The number of livestock sold through Scotland’s marts in 2020 was up nearly 10% on the previous year and total value grew by 17.5% to more than £556 million.
The latest figures from the Institute of Auctioneers and Appraisers in Scotland (IAAS) cover the period when the auction system continued to function during the pandemic, albeit under tight restrictions.
However, with footfall increasing at marts, the IAAS has appealed to farmers to abide by the rules and wear masks when they attend sales.
IAAS executive director, Neil Wilson, said: “We hear from our members that many customers continue to ignore the request to wear masks at the mart.
“We ask you to please keep each other, and mart staff, safe and wear a mask when asked to. Without mart staff, the trade cannot continue. The livestock industry is strongest when we all stand together.”
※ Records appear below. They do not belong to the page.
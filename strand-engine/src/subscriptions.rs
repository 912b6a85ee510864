//! Subscription registry: who we follow, what revision we last accepted.
//!
//! Manifests arriving from the DHT pass three gates: the key must be
//! subscribed, the signature must verify, and the sequence must be strictly
//! greater than the last accepted one. The registry is rewritten atomically
//! (temp file + rename) on every accepted change.

use std::collections::HashMap;
use std::path::PathBuf;

use data_encoding::HEXLOWER;
use serde::{Deserialize, Serialize};
use strand_protocol::manifest::SignedManifest;
use time::OffsetDateTime;

use crate::dht::MutableItem;
use crate::keys;

/// A long-lived interest in one author's manifest revisions.
#[derive(Debug, Clone, PartialEq, Eq)]
pub struct Subscription {
    pub label: String,
    pub public_key: [u8; 32],
    pub last_seq: i64,
    pub last_updated: OffsetDateTime,
    pub last_checked: OffsetDateTime,
}

/// On-disk record: `{label, pub, seq, updated, checked}` with RFC-3339 times.
#[derive(Serialize, Deserialize)]
struct SubscriptionRecord {
    label: String,
    #[serde(rename = "pub")]
    public_key: String,
    seq: i64,
    #[serde(with = "time::serde::rfc3339")]
    updated: OffsetDateTime,
    #[serde(with = "time::serde::rfc3339")]
    checked: OffsetDateTime,
}

pub struct SubscriptionManager {
    path: PathBuf,
    subs: HashMap<[u8; 32], Subscription>,
    verify_failures: u64,
}

impl SubscriptionManager {
    /// Load the registry from `path`; a missing or corrupt file starts empty.
    pub fn load(path: PathBuf) -> Self {
        let subs = match std::fs::read(&path) {
            Ok(bytes) => match serde_json::from_slice::<Vec<SubscriptionRecord>>(&bytes) {
                Ok(records) => {
                    let mut subs = HashMap::new();
                    for record in records {
                        match keys::parse_public(&record.public_key) {
                            Ok(public_key) => {
                                subs.insert(
                                    public_key,
                                    Subscription {
                                        label: record.label,
                                        public_key,
                                        last_seq: record.seq,
                                        last_updated: record.updated,
                                        last_checked: record.checked,
                                    },
                                );
                            }
                            Err(e) => {
                                tracing::warn!(
                                    key = %record.public_key,
                                    error = %e,
                                    "skipping subscription with bad key"
                                );
                            }
                        }
                    }
                    tracing::info!(path = %path.display(), count = subs.len(), "subscriptions loaded");
                    subs
                }
                Err(e) => {
                    tracing::warn!(path = %path.display(), error = %e, "corrupt subscriptions file");
                    HashMap::new()
                }
            },
            Err(e) if e.kind() == std::io::ErrorKind::NotFound => HashMap::new(),
            Err(e) => {
                tracing::warn!(path = %path.display(), error = %e, "failed to read subscriptions");
                HashMap::new()
            }
        };
        Self {
            path,
            subs,
            verify_failures: 0,
        }
    }

    /// Register interest in a public key. Fails if already subscribed.
    pub fn add(&mut self, label: String, public_key: [u8; 32]) -> Result<(), SubscriptionError> {
        if self.subs.contains_key(&public_key) {
            return Err(SubscriptionError::Exists);
        }
        let now = OffsetDateTime::now_utc();
        self.subs.insert(
            public_key,
            Subscription {
                label,
                public_key,
                last_seq: 0,
                last_updated: now,
                last_checked: now,
            },
        );
        self.persist();
        tracing::info!(key = HEXLOWER.encode(&public_key), "subscription added");
        Ok(())
    }

    /// Drop a subscription. Fails if not present.
    pub fn remove(&mut self, public_key: &[u8; 32]) -> Result<(), SubscriptionError> {
        if self.subs.remove(public_key).is_none() {
            return Err(SubscriptionError::NotFound);
        }
        self.persist();
        tracing::info!(key = HEXLOWER.encode(public_key), "subscription removed");
        Ok(())
    }

    pub fn contains(&self, public_key: &[u8; 32]) -> bool {
        self.subs.contains_key(public_key)
    }

    pub fn list(&self) -> Vec<Subscription> {
        self.subs.values().cloned().collect()
    }

    /// The keys to poll.
    pub fn keys(&self) -> Vec<[u8; 32]> {
        self.subs.keys().copied().collect()
    }

    pub fn len(&self) -> usize {
        self.subs.len()
    }

    pub fn is_empty(&self) -> bool {
        self.subs.is_empty()
    }

    /// Manifests dropped because verification failed.
    pub fn verify_failures(&self) -> u64 {
        self.verify_failures
    }

    /// Stamp every subscription as just checked and persist once.
    pub fn mark_all_checked(&mut self) {
        let now = OffsetDateTime::now_utc();
        for sub in self.subs.values_mut() {
            sub.last_checked = now;
        }
        self.persist();
    }

    /// Gate a manifest that arrived for `item.key`.
    ///
    /// Returns the verified manifest when it advances the subscription;
    /// unknown keys, bad signatures, and replays return `None`.
    pub fn on_manifest_found(&mut self, item: &MutableItem) -> Option<SignedManifest> {
        let sub = match self.subs.get_mut(&item.key) {
            Some(sub) => sub,
            None => {
                tracing::debug!(
                    key = HEXLOWER.encode(&item.key),
                    "manifest for unsubscribed key dropped"
                );
                return None;
            }
        };

        let manifest = match SignedManifest::parse(&item.value) {
            Ok(manifest) if manifest.public_key() == item.key => manifest,
            Ok(_) => {
                self.verify_failures += 1;
                tracing::warn!(
                    key = HEXLOWER.encode(&item.key),
                    "manifest signed by a different key, dropped"
                );
                return None;
            }
            Err(e) => {
                self.verify_failures += 1;
                tracing::warn!(
                    key = HEXLOWER.encode(&item.key),
                    error = %e,
                    "manifest failed verification, dropped"
                );
                return None;
            }
        };

        if manifest.seq() <= sub.last_seq {
            tracing::debug!(
                key = HEXLOWER.encode(&item.key),
                seq = manifest.seq(),
                last_seq = sub.last_seq,
                "replayed or stale manifest dropped"
            );
            return None;
        }

        sub.last_seq = manifest.seq();
        sub.last_updated = OffsetDateTime::now_utc();
        let label = sub.label.clone();
        self.persist();
        tracing::info!(
            key = HEXLOWER.encode(&item.key),
            label = %label,
            seq = manifest.seq(),
            "subscription updated"
        );
        Some(manifest)
    }

    /// Atomically rewrite the registry file. Persistence failures are logged,
    /// never surfaced into the subscription path.
    fn persist(&self) {
        let records: Vec<SubscriptionRecord> = self
            .subs
            .values()
            .map(|sub| SubscriptionRecord {
                label: sub.label.clone(),
                public_key: HEXLOWER.encode(&sub.public_key),
                seq: sub.last_seq,
                updated: sub.last_updated,
                checked: sub.last_checked,
            })
            .collect();

        let result = (|| -> std::io::Result<()> {
            if let Some(parent) = self.path.parent() {
                std::fs::create_dir_all(parent)?;
            }
            let json = serde_json::to_vec_pretty(&records)?;
            let tmp = self.path.with_extension("json.tmp");
            std::fs::write(&tmp, json)?;
            std::fs::rename(&tmp, &self.path)?;
            Ok(())
        })();
        if let Err(e) = result {
            tracing::error!(path = %self.path.display(), error = %e, "failed to persist subscriptions");
        }
    }
}

#[derive(Debug, thiserror::Error, PartialEq, Eq)]
pub enum SubscriptionError {
    #[error("already subscribed")]
    Exists,
    #[error("no such subscription")]
    NotFound,
}

#[cfg(test)]
mod tests {
    use super::*;
    use ed25519_dalek::SigningKey;
    use strand_protocol::manifest::Manifest;
    use tempfile::TempDir;

    fn manager(tmp: &TempDir) -> SubscriptionManager {
        SubscriptionManager::load(tmp.path().join("subscriptions.json"))
    }

    fn item_for(key: &SigningKey, seq: i64) -> MutableItem {
        let signed = SignedManifest::sign(
            key,
            Manifest {
                public_key: [0; 32],
                seq,
                files: vec![],
            },
        );
        MutableItem {
            key: signed.public_key(),
            seq,
            value: signed.as_bytes().to_vec(),
            sig: signed.sig(),
        }
    }

    #[test]
    fn add_is_exclusive() {
        let tmp = TempDir::new().unwrap();
        let mut mgr = manager(&tmp);
        let key = crate::keys::generate().verifying_key().to_bytes();

        mgr.add("alice".into(), key).unwrap();
        assert_eq!(mgr.add("alice again".into(), key), Err(SubscriptionError::Exists));
        assert_eq!(mgr.len(), 1);
    }

    #[test]
    fn remove_requires_presence() {
        let tmp = TempDir::new().unwrap();
        let mut mgr = manager(&tmp);
        let key = crate::keys::generate().verifying_key().to_bytes();

        assert_eq!(mgr.remove(&key), Err(SubscriptionError::NotFound));
        mgr.add("alice".into(), key).unwrap();
        mgr.remove(&key).unwrap();
        assert!(mgr.is_empty());
    }

    #[test]
    fn replay_rejection_is_order_independent() {
        // Deliver seq 5, then 5 again, then 4, then 6: only 5 and 6 accepted.
        let tmp = TempDir::new().unwrap();
        let mut mgr = manager(&tmp);
        let key = crate::keys::generate();
        mgr.add("feed".into(), key.verifying_key().to_bytes())
            .unwrap();

        assert!(mgr.on_manifest_found(&item_for(&key, 5)).is_some());
        assert!(mgr.on_manifest_found(&item_for(&key, 5)).is_none());
        assert!(mgr.on_manifest_found(&item_for(&key, 4)).is_none());
        assert!(mgr.on_manifest_found(&item_for(&key, 6)).is_some());

        let sub = &mgr.list()[0];
        assert_eq!(sub.last_seq, 6);
    }

    #[test]
    fn unsubscribed_key_dropped() {
        let tmp = TempDir::new().unwrap();
        let mut mgr = manager(&tmp);
        let key = crate::keys::generate();
        assert!(mgr.on_manifest_found(&item_for(&key, 1)).is_none());
        assert_eq!(mgr.verify_failures(), 0);
    }

    #[test]
    fn tampered_manifest_counted_and_dropped() {
        let tmp = TempDir::new().unwrap();
        let mut mgr = manager(&tmp);
        let key = crate::keys::generate();
        mgr.add("feed".into(), key.verifying_key().to_bytes())
            .unwrap();

        let mut item = item_for(&key, 3);
        let pos = item.value.len() - 10;
        item.value[pos] ^= 1;
        assert!(mgr.on_manifest_found(&item).is_none());
        assert_eq!(mgr.verify_failures(), 1);

        // The subscription itself is untouched.
        assert_eq!(mgr.list()[0].last_seq, 0);
    }

    #[test]
    fn wrong_key_manifest_dropped() {
        let tmp = TempDir::new().unwrap();
        let mut mgr = manager(&tmp);
        let followed = crate::keys::generate();
        let other = crate::keys::generate();
        mgr.add("feed".into(), followed.verifying_key().to_bytes())
            .unwrap();

        // Valid manifest by `other`, delivered under the followed key.
        let mut item = item_for(&other, 2);
        item.key = followed.verifying_key().to_bytes();
        assert!(mgr.on_manifest_found(&item).is_none());
        assert_eq!(mgr.verify_failures(), 1);
    }

    #[test]
    fn registry_persists_across_loads() {
        let tmp = TempDir::new().unwrap();
        let key = crate::keys::generate();
        {
            let mut mgr = manager(&tmp);
            mgr.add("feed".into(), key.verifying_key().to_bytes())
                .unwrap();
            assert!(mgr.on_manifest_found(&item_for(&key, 7)).is_some());
        }

        let mgr = manager(&tmp);
        assert_eq!(mgr.len(), 1);
        let sub = &mgr.list()[0];
        assert_eq!(sub.label, "feed");
        assert_eq!(sub.last_seq, 7);
        // A reload must still reject replays at or below the persisted seq.
        let mut mgr = mgr;
        assert!(mgr.on_manifest_found(&item_for(&key, 7)).is_none());
    }

    #[test]
    fn corrupt_registry_starts_empty() {
        let tmp = TempDir::new().unwrap();
        let path = tmp.path().join("subscriptions.json");
        std::fs::write(&path, b"not json at all").unwrap();
        let mgr = SubscriptionManager::load(path);
        assert!(mgr.is_empty());
    }

    #[test]
    fn persisted_file_uses_documented_shape() {
        let tmp = TempDir::new().unwrap();
        let mut mgr = manager(&tmp);
        let key = crate::keys::generate();
        mgr.add("feed".into(), key.verifying_key().to_bytes())
            .unwrap();

        let raw = std::fs::read_to_string(tmp.path().join("subscriptions.json")).unwrap();
        let parsed: serde_json::Value = serde_json::from_str(&raw).unwrap();
        let record = &parsed.as_array().unwrap()[0];
        assert_eq!(record["label"], "feed");
        assert_eq!(
            record["pub"],
            HEXLOWER.encode(&key.verifying_key().to_bytes())
        );
        assert!(record["updated"].as_str().unwrap().contains('T'));
        assert!(record["checked"].as_str().unwrap().contains('T'));
    }
}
He added: “In a year when Defra figures noted a 3.7% drop in overall sheep production, it was pleasing to see that the number of sheep going through Scottish rings for slaughter actually rose by 10%.”
Jim Craig, the managing director of Craig Wilson, Ayr, pointed out that 2020’s good growing season meant there were more lambs to sell than usual.
“Those that were still left at the end of the selling season made a super premium,” he said.
“Covid meant that sellers weren’t allowed in around the ring, but I’m very chuffed that the trust was there to let us dispose of stock anyway. Everything we do is built on trust.
“Had the market system not been allowed to function during that time, the price of sheep and cattle would have plummeted.”
Dingwall and Highland Marts managing director, Grant Macpherson said this year’s sales were booming – until increases in fertiliser prices cooled the market.
“Cattle were going great, with the first couple of sales in September at about £3/kg for smaller calves,” he said.
“Although the fertiliser situation has dampened things, a lot of cattle have already been sold. Sheep though, are going well, and prime sheep are ahead of last year’s prices, with lambs about £40 higher.”